L’engagement de Mme Agnès Buzyn ne sera donc pas mis en œuvre dans sa totalité. Elle s’était prononcée publiquement pour la prise en charge du second accompagnateur de tout mineur. Il s’agissait de créer un droit général permettant à tout enfant ne pouvant être soigné en Corse d’avoir ses deux parents à ses côtés. En effet, elle avait convenu avec nous que les familles ne sont pas responsables de l’absence d’infrastructure dans leur région et que la totalité des déplacements de ces enfants est jugée indispensable par le corps médical, qu’il y ait ou pas une hospitalisation et qu’il s’agisse ou pas d’une ALD. En effet, ces flux ne sont effectués que sur prescription d’un médecin qui établit la demande d’accord préalable avant le déplacement et après validation par le Médecin conseil des Caisses d’Assurance Maladie.
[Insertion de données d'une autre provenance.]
/// Token service
///
/// Issues, verifies and rotates access/refresh token pairs. Access tokens are
/// stateless; a refresh token is only honoured while it textually equals the
/// one stored on its principal, which makes rotation and logout authoritative.

mod claims;

pub use claims::{AccessClaims, RefreshClaims};

use crate::{
    config::AuthConfig,
    db::{models::PrincipalRecord, principals},
    error::{ApiError, ApiResult},
};
use chrono::Duration;
use jsonwebtoken::{
    decode, encode, errors::ErrorKind, Algorithm, DecodingKey, EncodingKey, Header, Validation,
};
use serde::{de::DeserializeOwned, Deserialize, Serialize};
use sqlx::SqlitePool;

/// Allowed clock skew when checking `exp`, in seconds
const CLOCK_SKEW_LEEWAY_SECS: u64 = 30;

/// Access and refresh token minted together
#[derive(Debug, Clone, Serialize, Deserialize, PartialEq)]
#[serde(rename_all = "camelCase")]
pub struct TokenPair {
    pub access_token: String,
    pub refresh_token: String,
}

struct SigningKeys {
    encoding: EncodingKey,
    decoding: DecodingKey,
}

impl SigningKeys {
    fn from_secret(secret: &str) -> Self {
        Self {
            encoding: EncodingKey::from_secret(secret.as_bytes()),
            decoding: DecodingKey::from_secret(secret.as_bytes()),
        }
    }
}

pub struct TokenService {
    db: SqlitePool,
    access_keys: SigningKeys,
    refresh_keys: SigningKeys,
    access_ttl: Duration,
    refresh_ttl: Duration,
}

impl TokenService {
    pub fn new(db: SqlitePool, config: &AuthConfig) -> ApiResult<Self> {
        let access_ttl = Duration::try_minutes(config.access_token_expiry_minutes)
            .ok_or_else(|| ApiError::Validation("Access token expiry out of range".to_string()))?;
        let refresh_ttl = Duration::try_days(config.refresh_token_expiry_days)
            .ok_or_else(|| ApiError::Validation("Refresh token expiry out of range".to_string()))?;

        Ok(Self {
            db,
            access_keys: SigningKeys::from_secret(&config.access_token_secret),
            refresh_keys: SigningKeys::from_secret(&config.refresh_token_secret),
            access_ttl,
            refresh_ttl,
        })
    }

    pub fn access_ttl(&self) -> Duration {
        self.access_ttl
    }

    pub fn refresh_ttl(&self) -> Duration {
        self.refresh_ttl
    }

    /// Issue a fresh pair and make its refresh token the principal's only live one.
    ///
    /// Both tokens are built before anything is persisted.
    pub async fn issue(&self, principal: &PrincipalRecord) -> ApiResult<TokenPair> {
        let pair = self.mint_pair(principal)?;

        if !principals::set_refresh_token(&self.db, &principal.id, &pair.refresh_token).await? {
            return Err(ApiError::NotFound("User not found".to_string()));
        }

        tracing::info!(principal_id = %principal.id, "Issued token pair");
        Ok(pair)
    }

    /// Verify an access token and return its claims
    pub fn verify_access(&self, token: &str) -> ApiResult<AccessClaims> {
        decode_claims::<AccessClaims>(token, &self.access_keys.decoding).map_err(|kind| {
            match kind {
                ErrorKind::ExpiredSignature => ApiError::TokenExpired,
                _ => ApiError::TokenInvalid,
            }
        })
    }

    /// Exchange a live refresh token for a new pair, invalidating the old one.
    ///
    /// Every failure collapses into `RotationDenied` so the client falls back
    /// to a full login.
    pub async fn rotate(&self, refresh_token: &str) -> ApiResult<TokenPair> {
        let claims = decode_claims::<RefreshClaims>(refresh_token, &self.refresh_keys.decoding)
            .map_err(|kind| {
                tracing::warn!(?kind, "Rejected refresh token");
                ApiError::RotationDenied
            })?;

        let principal = principals::find_by_id(&self.db, &claims.sub)
            .await?
            .ok_or_else(|| {
                tracing::warn!(principal_id = %claims.sub, "Refresh token for unknown principal");
                ApiError::RotationDenied
            })?;

        if principal.refresh_token.as_deref() != Some(refresh_token) {
            tracing::warn!(principal_id = %principal.id, "Stale refresh token presented");
            return Err(ApiError::RotationDenied);
        }

        let pair = self.mint_pair(&principal)?;

        let swapped = match principals::replace_refresh_token(
            &self.db,
            &principal.id,
            refresh_token,
            &pair.refresh_token,
        )
        .await
        {
            Ok(swapped) => swapped,
            Err(e) if is_transient(&e) => {
                tracing::warn!(principal_id = %principal.id, "Retrying refresh token swap: {}", e);
                principals::replace_refresh_token(
                    &self.db,
                    &principal.id,
                    refresh_token,
                    &pair.refresh_token,
                )
                .await?
            }
            Err(e) => return Err(e.into()),
        };

        if !swapped {
            tracing::warn!(principal_id = %principal.id, "Lost refresh token rotation race");
            return Err(ApiError::RotationDenied);
        }

        tracing::info!(principal_id = %principal.id, "Rotated token pair");
        Ok(pair)
    }

    /// Forget the principal's refresh token. Idempotent.
    pub async fn revoke(&self, principal_id: &str) -> ApiResult<()> {
        principals::clear_refresh_token(&self.db, principal_id).await?;
        tracing::info!(principal_id, "Revoked refresh token");
        Ok(())
    }

    fn mint_pair(&self, principal: &PrincipalRecord) -> ApiResult<TokenPair> {
        let access_claims = AccessClaims::for_principal(principal, self.access_ttl);
        let refresh_claims = RefreshClaims::for_principal(principal, self.refresh_ttl);

        let access_token = encode(&Header::default(), &access_claims, &self.access_keys.encoding)
            .map_err(|e| ApiError::Jwt(format!("Failed to generate access token: {}", e)))?;
        let refresh_token =
            encode(&Header::default(), &refresh_claims, &self.refresh_keys.encoding)
                .map_err(|e| ApiError::Jwt(format!("Failed to generate refresh token: {}", e)))?;

        Ok(TokenPair {
            access_token,
            refresh_token,
        })
    }
}

fn decode_claims<T: DeserializeOwned>(token: &str, key: &DecodingKey) -> Result<T, ErrorKind> {
    let mut validation = Validation::new(Algorithm::HS256);
    validation.leeway = CLOCK_SKEW_LEEWAY_SECS;
    validation.set_required_spec_claims(&["exp", "sub"]);

    decode::<T>(token, key, &validation)
        .map(|data| data.claims)
        .map_err(|e| e.into_kind())
}

/// Storage failures worth one more attempt
fn is_transient(error: &sqlx::Error) -> bool {
    match error {
        sqlx::Error::PoolTimedOut | sqlx::Error::Io(_) => true,
        sqlx::Error::Database(db_error) => db_error.message().contains("database is locked"),
        _ => false,
    }
}

#[cfg(test)]
mod tests {
    use super::*;
    use crate::{config::ServerConfig, db};

    async fn setup() -> (SqlitePool, TokenService, PrincipalRecord) {
        let pool = db::test_pool().await;
        let config = ServerConfig::for_tests();
        let service = TokenService::new(pool.clone(), &config.authentication).unwrap();
        let principal = principals::insert_test_principal(&pool, "alice").await;
        (pool, service, principal)
    }

    async fn stored_refresh_token(pool: &SqlitePool, id: &str) -> Option<String> {
        principals::find_by_id(pool, id)
            .await
            .unwrap()
            .unwrap()
            .refresh_token
    }

    #[tokio::test]
    async fn test_issue_persists_refresh_token() {
        let (pool, service, principal) = setup().await;

        let pair = service.issue(&principal).await.unwrap();

        assert_eq!(
            stored_refresh_token(&pool, &principal.id).await,
            Some(pair.refresh_token.clone())
        );

        let access = service.verify_access(&pair.access_token).unwrap();
        assert_eq!(access.sub, principal.id);
        assert_eq!(access.username, "alice");
        assert_eq!(access.email, "alice@example.com");
        assert_eq!(access.full_name, "alice Example");

        let refresh: RefreshClaims =
            decode_claims(&pair.refresh_token, &service.refresh_keys.decoding).unwrap();
        assert_eq!(refresh.sub, access.sub);
    }

    #[tokio::test]
    async fn test_second_login_replaces_refresh_token() {
        let (pool, service, principal) = setup().await;

        let first = service.issue(&principal).await.unwrap();
        let second = service.issue(&principal).await.unwrap();

        assert_ne!(first.refresh_token, second.refresh_token);
        assert_eq!(
            stored_refresh_token(&pool, &principal.id).await,
            Some(second.refresh_token)
        );

        let result = service.rotate(&first.refresh_token).await;
        assert!(matches!(result, Err(ApiError::RotationDenied)));
    }

    #[tokio::test]
    async fn test_rotation_is_single_use() {
        let (_pool, service, principal) = setup().await;

        let r1 = service.issue(&principal).await.unwrap().refresh_token;
        let pair2 = service.rotate(&r1).await.unwrap();
        assert_ne!(pair2.refresh_token, r1);

        let replay = service.rotate(&r1).await;
        assert!(matches!(replay, Err(ApiError::RotationDenied)));

        let pair3 = service.rotate(&pair2.refresh_token).await.unwrap();
        assert_eq!(
            service.verify_access(&pair3.access_token).unwrap().sub,
            principal.id
        );
    }

    #[tokio::test]
    async fn test_concurrent_rotations_only_one_wins() {
        let (_pool, service, principal) = setup().await;
        let refresh = service.issue(&principal).await.unwrap().refresh_token;

        let (a, b) = tokio::join!(service.rotate(&refresh), service.rotate(&refresh));

        let successes = [a.is_ok(), b.is_ok()].iter().filter(|ok| **ok).count();
        assert_eq!(successes, 1);
        for result in [a, b] {
            if let Err(e) = result {
                assert!(matches!(e, ApiError::RotationDenied));
            }
        }
    }

    #[tokio::test]
    async fn test_revoke_blocks_rotation_and_is_idempotent() {
        let (pool, service, principal) = setup().await;
        let refresh = service.issue(&principal).await.unwrap().refresh_token;

        service.revoke(&principal.id).await.unwrap();
        service.revoke(&principal.id).await.unwrap();

        assert_eq!(stored_refresh_token(&pool, &principal.id).await, None);
        assert!(matches!(
            service.rotate(&refresh).await,
            Err(ApiError::RotationDenied)
        ));
    }

    #[tokio::test]
    async fn test_tokens_are_not_interchangeable() {
        let (_pool, service, principal) = setup().await;
        let pair = service.issue(&principal).await.unwrap();

        assert!(matches!(
            service.verify_access(&pair.refresh_token),
            Err(ApiError::TokenInvalid)
        ));
        assert!(matches!(
            service.rotate(&pair.access_token).await,
            Err(ApiError::RotationDenied)
        ));
    }

    #[tokio::test]
    async fn test_expired_access_token() {
        let pool = db::test_pool().await;
        let mut config = ServerConfig::for_tests();
        config.authentication.access_token_expiry_minutes = -5;
        let service = TokenService::new(pool.clone(), &config.authentication).unwrap();
        let principal = principals::insert_test_principal(&pool, "bob").await;

        let pair = service.issue(&principal).await.unwrap();

        assert!(matches!(
            service.verify_access(&pair.access_token),
            Err(ApiError::TokenExpired)
        ));
    }

    #[tokio::test]
    async fn test_expired_refresh_token_denied() {
        let pool = db::test_pool().await;
        let mut config = ServerConfig::for_tests();
        config.authentication.refresh_token_expiry_days = -1;
        let service = TokenService::new(pool.clone(), &config.authentication).unwrap();
        let principal = principals::insert_test_principal(&pool, "carol").await;

        let pair = service.issue(&principal).await.unwrap();

        assert!(matches!(
            service.rotate(&pair.refresh_token).await,
            Err(ApiError::RotationDenied)
        ));
    }

    #[tokio::test]
    async fn test_out_of_range_expiry_rejected() {
        let pool = db::test_pool().await;
        let mut config = ServerConfig::for_tests();
        config.authentication.refresh_token_expiry_days = 1_000_000_000_000;

        assert!(matches!(
            TokenService::new(pool.clone(), &config.authentication),
            Err(ApiError::Validation(_))
        ));

        let mut config = ServerConfig::for_tests();
        config.authentication.access_token_expiry_minutes = i64::MAX;
        assert!(matches!(
            TokenService::new(pool, &config.authentication),
            Err(ApiError::Validation(_))
        ));
    }

    #[tokio::test]
    async fn test_malformed_and_forged_tokens() {
        let (_pool, service, principal) = setup().await;

        assert!(matches!(
            service.verify_access("not.a.jwt"),
            Err(ApiError::TokenInvalid)
        ));

        let mut other = ServerConfig::for_tests();
        other.authentication.access_token_secret =
            "a-completely-different-access-secret-0003".to_string();
        let forger = TokenService::new(service.db.clone(), &other.authentication).unwrap();
        let forged = forger.mint_pair(&principal).unwrap();

        assert!(matches!(
            service.verify_access(&forged.access_token),
            Err(ApiError::TokenInvalid)
        ));
    }

    #[tokio::test]
    async fn test_rotation_for_deleted_principal_denied() {
        let (pool, service, principal) = setup().await;
        let refresh = service.issue(&principal).await.unwrap().refresh_token;

        sqlx::query("DELETE FROM principal WHERE id = ?1")
            .bind(&principal.id)
            .execute(&pool)
            .await
            .unwrap();

        assert!(matches!(
            service.rotate(&refresh).await,
            Err(ApiError::RotationDenied)
        ));
    }
}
Force est de constater que nous sommes donc en deçà de l’engagement qui a été pris. Bien qu’une grande partie des déplacements soient concernés, la totalité des cas ne sera donc pas traitée. Concrètement certaines familles devront encore subir des difficultés importantes. (Ex : un enfant de 16 ans qui a un accident grave en moto, un enfant suivi sur le continent car la spécialité n’existe pas en Corse même s’il n’est pas en ALD etc…). Si leur cas pourra toujours être traité via les Commissions d’Action Sanitaire et Sociale des CPAM et de la MSA, les familles seront soumises aux même difficultés que celles actuellement rencontrées et les budgets concernés resteront précaires.
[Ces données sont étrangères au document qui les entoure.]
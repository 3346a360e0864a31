/// Playlist endpoints
use crate::{
    auth::AuthContext,
    context::AppContext,
    db::models::{Playlist, Video},
    error::{ApiError, ApiResult},
    ownership::{authorize, validate_identifier},
};
use axum::{
    extract::{Path, State},
    http::StatusCode,
    routing::{get, patch, post},
    Json, Router,
};
use serde::{Deserialize, Serialize};
use serde_json::{json, Value};
use validator::Validate;

#[derive(Debug, Clone, Serialize, Deserialize, Validate)]
pub struct PlaylistRequest {
    #[validate(length(min = 1, max = 100, message = "Name is required"))]
    pub name: String,
    #[serde(default)]
    #[validate(length(max = 5000))]
    pub description: String,
}

/// Build playlist routes
pub fn routes() -> Router<AppContext> {
    Router::new()
        .route("/playlists", post(create_playlist))
        .route(
            "/playlists/:playlist_id",
            get(get_playlist)
                .patch(update_playlist)
                .delete(delete_playlist),
        )
        .route("/playlists/user/:user_id", get(user_playlists))
        .route("/playlists/add/:video_id/:playlist_id", patch(add_video))
        .route("/playlists/remove/:video_id/:playlist_id", patch(remove_video))
}

async fn create_playlist(
    State(ctx): State<AppContext>,
    auth: AuthContext,
    Json(req): Json<PlaylistRequest>,
) -> ApiResult<(StatusCode, Json<Playlist>)> {
    req.validate()?;

    let playlist = ctx
        .resources
        .create_playlist(&auth.principal_id, req.name.trim(), &req.description)
        .await?;

    Ok((StatusCode::CREATED, Json(playlist)))
}

async fn get_playlist(
    State(ctx): State<AppContext>,
    _auth: AuthContext,
    Path(playlist_id): Path<String>,
) -> ApiResult<Json<Playlist>> {
    validate_identifier(&playlist_id, "playlist")?;

    let playlist = ctx
        .resources
        .find_playlist(&playlist_id)
        .await?
        .ok_or_else(|| ApiError::NotFound("Playlist not found".to_string()))?;

    Ok(Json(playlist))
}

async fn user_playlists(
    State(ctx): State<AppContext>,
    _auth: AuthContext,
    Path(user_id): Path<String>,
) -> ApiResult<Json<Vec<Playlist>>> {
    validate_identifier(&user_id, "user")?;

    Ok(Json(ctx.resources.list_playlists_by_owner(&user_id).await?))
}

async fn update_playlist(
    State(ctx): State<AppContext>,
    auth: AuthContext,
    Path(playlist_id): Path<String>,
    Json(req): Json<PlaylistRequest>,
) -> ApiResult<Json<Playlist>> {
    req.validate()?;
    let playlist: Playlist = authorize(&*ctx.resources, &playlist_id, &auth.principal_id).await?;

    let updated = ctx
        .resources
        .update_playlist(&playlist.id, req.name.trim(), &req.description)
        .await?;

    Ok(Json(updated))
}

async fn delete_playlist(
    State(ctx): State<AppContext>,
    auth: AuthContext,
    Path(playlist_id): Path<String>,
) -> ApiResult<Json<Value>> {
    let playlist: Playlist = authorize(&*ctx.resources, &playlist_id, &auth.principal_id).await?;

    ctx.resources.delete_playlist(&playlist.id).await?;

    Ok(Json(json!({})))
}

async fn add_video(
    State(ctx): State<AppContext>,
    auth: AuthContext,
    Path((video_id, playlist_id)): Path<(String, String)>,
) -> ApiResult<Json<Playlist>> {
    validate_identifier(&video_id, "video")?;
    let playlist: Playlist = authorize(&*ctx.resources, &playlist_id, &auth.principal_id).await?;

    let video: Option<Video> = ctx.resources.find_video(&video_id).await?;
    let video = video.ok_or_else(|| ApiError::NotFound("Video not found".to_string()))?;

    let updated = ctx
        .resources
        .add_video_to_playlist(&playlist.id, &video.id)
        .await?;

    Ok(Json(updated))
}

async fn remove_video(
    State(ctx): State<AppContext>,
    auth: AuthContext,
    Path((video_id, playlist_id)): Path<(String, String)>,
) -> ApiResult<Json<Playlist>> {
    validate_identifier(&video_id, "video")?;
    let playlist: Playlist = authorize(&*ctx.resources, &playlist_id, &auth.principal_id).await?;

    let updated = ctx
        .resources
        .remove_video_from_playlist(&playlist.id, &video_id)
        .await?;

    Ok(Json(updated))
}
L’appel des familles à la mobilisation le 28-09-20
Les familles ont lancé un appel à la mobilisation ce lundi 28 septembre à 17h devant la Préfecture d’Ajaccio pour réclamer que tous les enfants qui sont dans l’obligation de partir sur le continent puissent bénéficier du droit à la prise en charge du 2nd accompagnateur.
Nous nous associons à cette démarche et serons aux côtés des parents pour réclamer que l’engagement pris publiquement par la Ministre Agnès Buzyn en mai 2019 soit respecté en totalité.